▶ [Aim of the task] Give every entry again, exactly as it stands.

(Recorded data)
▬▬▬▬▬▬▬▬▬▬

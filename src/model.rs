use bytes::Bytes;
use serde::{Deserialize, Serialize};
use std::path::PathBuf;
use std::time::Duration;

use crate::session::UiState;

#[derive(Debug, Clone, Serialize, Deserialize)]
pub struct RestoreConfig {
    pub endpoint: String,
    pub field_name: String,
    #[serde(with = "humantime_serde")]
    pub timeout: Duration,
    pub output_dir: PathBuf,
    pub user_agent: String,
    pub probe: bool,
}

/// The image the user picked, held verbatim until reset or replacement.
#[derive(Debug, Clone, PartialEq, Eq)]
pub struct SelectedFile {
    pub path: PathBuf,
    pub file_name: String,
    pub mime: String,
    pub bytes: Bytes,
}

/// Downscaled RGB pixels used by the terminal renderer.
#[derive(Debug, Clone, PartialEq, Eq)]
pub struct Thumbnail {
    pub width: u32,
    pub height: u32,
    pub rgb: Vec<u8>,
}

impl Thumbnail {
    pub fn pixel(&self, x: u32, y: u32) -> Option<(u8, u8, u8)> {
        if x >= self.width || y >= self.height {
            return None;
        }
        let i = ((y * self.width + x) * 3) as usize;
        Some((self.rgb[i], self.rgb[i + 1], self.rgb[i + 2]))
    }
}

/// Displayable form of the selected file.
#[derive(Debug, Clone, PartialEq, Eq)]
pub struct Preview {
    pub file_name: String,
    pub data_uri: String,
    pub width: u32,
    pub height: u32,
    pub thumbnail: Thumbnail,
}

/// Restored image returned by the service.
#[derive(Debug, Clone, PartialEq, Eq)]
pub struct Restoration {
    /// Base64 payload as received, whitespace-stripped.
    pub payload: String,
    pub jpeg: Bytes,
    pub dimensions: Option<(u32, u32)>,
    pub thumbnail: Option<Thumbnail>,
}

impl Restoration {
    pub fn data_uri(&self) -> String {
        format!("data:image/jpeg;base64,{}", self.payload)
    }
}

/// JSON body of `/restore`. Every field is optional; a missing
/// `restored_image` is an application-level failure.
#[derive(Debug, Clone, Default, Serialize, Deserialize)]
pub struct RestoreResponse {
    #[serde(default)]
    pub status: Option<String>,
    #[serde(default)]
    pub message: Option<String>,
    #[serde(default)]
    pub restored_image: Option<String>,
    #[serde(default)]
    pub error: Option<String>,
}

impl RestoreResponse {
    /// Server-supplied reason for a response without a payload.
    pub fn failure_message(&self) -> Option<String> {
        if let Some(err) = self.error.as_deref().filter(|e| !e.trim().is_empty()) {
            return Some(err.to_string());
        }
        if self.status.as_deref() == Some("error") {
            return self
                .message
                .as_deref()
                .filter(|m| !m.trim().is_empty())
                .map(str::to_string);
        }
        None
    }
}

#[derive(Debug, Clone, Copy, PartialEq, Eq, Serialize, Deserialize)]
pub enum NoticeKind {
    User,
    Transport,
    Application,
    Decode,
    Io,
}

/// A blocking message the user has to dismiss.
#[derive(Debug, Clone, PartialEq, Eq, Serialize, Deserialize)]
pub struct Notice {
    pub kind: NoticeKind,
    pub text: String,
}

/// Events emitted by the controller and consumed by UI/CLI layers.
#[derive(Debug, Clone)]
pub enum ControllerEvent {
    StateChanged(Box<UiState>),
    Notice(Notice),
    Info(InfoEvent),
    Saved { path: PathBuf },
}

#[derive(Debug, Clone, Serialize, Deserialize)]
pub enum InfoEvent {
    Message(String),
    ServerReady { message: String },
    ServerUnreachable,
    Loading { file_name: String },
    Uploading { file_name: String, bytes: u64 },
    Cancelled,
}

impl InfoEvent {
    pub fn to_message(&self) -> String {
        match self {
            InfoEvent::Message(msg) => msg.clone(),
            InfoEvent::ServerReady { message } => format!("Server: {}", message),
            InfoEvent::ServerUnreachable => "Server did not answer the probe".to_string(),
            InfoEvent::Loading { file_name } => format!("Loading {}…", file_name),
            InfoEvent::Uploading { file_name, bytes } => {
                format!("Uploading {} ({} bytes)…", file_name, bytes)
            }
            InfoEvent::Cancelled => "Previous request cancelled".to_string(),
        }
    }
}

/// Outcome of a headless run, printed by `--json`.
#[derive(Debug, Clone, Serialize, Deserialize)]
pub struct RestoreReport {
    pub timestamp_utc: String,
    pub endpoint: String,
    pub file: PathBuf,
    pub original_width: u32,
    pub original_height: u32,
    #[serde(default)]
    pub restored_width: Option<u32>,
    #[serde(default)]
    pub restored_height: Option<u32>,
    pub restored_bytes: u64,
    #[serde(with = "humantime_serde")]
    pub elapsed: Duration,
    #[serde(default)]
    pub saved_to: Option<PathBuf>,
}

▬▬▬▬▬▬▬▬▬▬

▶ [Task response]
filename src/model.rs
use bytes::Bytes;
use serde::{Deserialize, Serialize};
use std::path::PathBuf;
use std::time::Duration;

use crate::session::UiState;

#[derive(Debug, Clone, Serialize, Deserialize)]
pub struct RestoreConfig {
    pub endpoint: String,
    pub field_name: String,
    #[serde(with = "humantime_serde")]
    pub timeout: Duration,
    pub output_dir: PathBuf,
    pub user_agent: String,
    pub probe: bool,
}

/// The image the user picked, held verbatim until reset or replacement.
#[derive(Debug, Clone, PartialEq, Eq)]
pub struct SelectedFile {
    pub path: PathBuf,
    pub file_name: String,
    pub mime: String,
    pub bytes: Bytes,
}

/// Downscaled RGB pixels used by the terminal renderer.
#[derive(Debug, Clone, PartialEq, Eq)]
pub struct Thumbnail {
    pub width: u32,
    pub height: u32,
    pub rgb: Vec<u8>,
}

impl Thumbnail {
    pub fn pixel(&self, x: u32, y: u32) -> Option<(u8, u8, u8)> {
        if x >= self.width || y >= self.height {
            return None;
        }
        let i = ((y * self.width + x) * 3) as usize;
        Some((self.rgb[i], self.rgb[i + 1], self.rgb[i + 2]))
    }
}

/// Displayable form of the selected file.
#[derive(Debug, Clone, PartialEq, Eq)]
pub struct Preview {
    pub file_name: String,
    pub data_uri: String,
    pub width: u32,
    pub height: u32,
    pub thumbnail: Thumbnail,
}

/// Restored image returned by the service.
#[derive(Debug, Clone, PartialEq, Eq)]
pub struct Restoration {
    /// Base64 payload as received, whitespace-stripped.
    pub payload: String,
    pub jpeg: Bytes,
    pub dimensions: Option<(u32, u32)>,
    pub thumbnail: Option<Thumbnail>,
}

impl Restoration {
    pub fn data_uri(&self) -> String {
        format!("data:image/jpeg;base64,{}", self.payload)
    }
}

/// JSON body of `/restore`. Every field is optional; a missing
/// `restored_image` is an application-level failure.
#[derive(Debug, Clone, Default, Serialize, Deserialize)]
pub struct RestoreResponse {
    #[serde(default)]
    pub status: Option<String>,
    #[serde(default)]
    pub message: Option<String>,
    #[serde(default)]
    pub restored_image: Option<String>,
    #[serde(default)]
    pub error: Option<String>,
}

impl RestoreResponse {
    /// Server-supplied reason for a response without a payload.
    pub fn failure_message(&self) -> Option<String> {
        if let Some(err) = self.error.as_deref().filter(|e| !e.trim().is_empty()) {
            return Some(err.to_string());
        }
        if self.status.as_deref() == Some("error") {
            return self
                .message
                .as_deref()
                .filter(|m| !m.trim().is_empty())
                .map(str::to_string);
        }
        None
    }
}

#[derive(Debug, Clone, Copy, PartialEq, Eq, Serialize, Deserialize)]
pub enum NoticeKind {
    User,
    Transport,
    Application,
    Decode,
    Io,
}

/// A blocking message the user has to dismiss.
#[derive(Debug, Clone, PartialEq, Eq, Serialize, Deserialize)]
pub struct Notice {
    pub kind: NoticeKind,
    pub text: String,
}

/// Events emitted by the controller and consumed by UI/CLI layers.
#[derive(Debug, Clone)]
pub enum ControllerEvent {
    StateChanged(Box<UiState>),
    Notice(Notice),
    Info(InfoEvent),
    Saved { path: PathBuf },
}

#[derive(Debug, Clone, Serialize, Deserialize)]
pub enum InfoEvent {
    Message(String),
    ServerReady { message: String },
    ServerUnreachable,
    Loading { file_name: String },
    Uploading { file_name: String, bytes: u64 },
    Cancelled,
}

impl InfoEvent {
    pub fn to_message(&self) -> String {
        match self {
            InfoEvent::Message(msg) => msg.clone(),
            InfoEvent::ServerReady { message } => format!("Server: {}", message),
            InfoEvent::ServerUnreachable => "Server did not answer the probe".to_string(),
            InfoEvent::Loading { file_name } => format!("Loading {}…", file_name),
            InfoEvent::Uploading { file_name, bytes } => {
                format!("Uploading {} ({} bytes)…", file_name, bytes)
            }
            InfoEvent::Cancelled => "Previous request cancelled".to_string(),
        }
    }
}

/// Outcome of a headless run, printed by `--json`.
#[derive(Debug, Clone, Serialize, Deserialize)]
pub struct RestoreReport {
    pub timestamp_utc: String,
    pub endpoint: String,
    pub file: PathBuf,
    pub original_width: u32,
    pub original_height: u32,
    #[serde(default)]
    pub restored_width: Option<u32>,
    #[serde(default)]
    pub restored_height: Option<u32>,
    pub restored_bytes: u64,
    #[serde(with = "humantime_serde")]
    pub elapsed: Duration,
    #[serde(default)]
    pub saved_to: Option<PathBuf>,
}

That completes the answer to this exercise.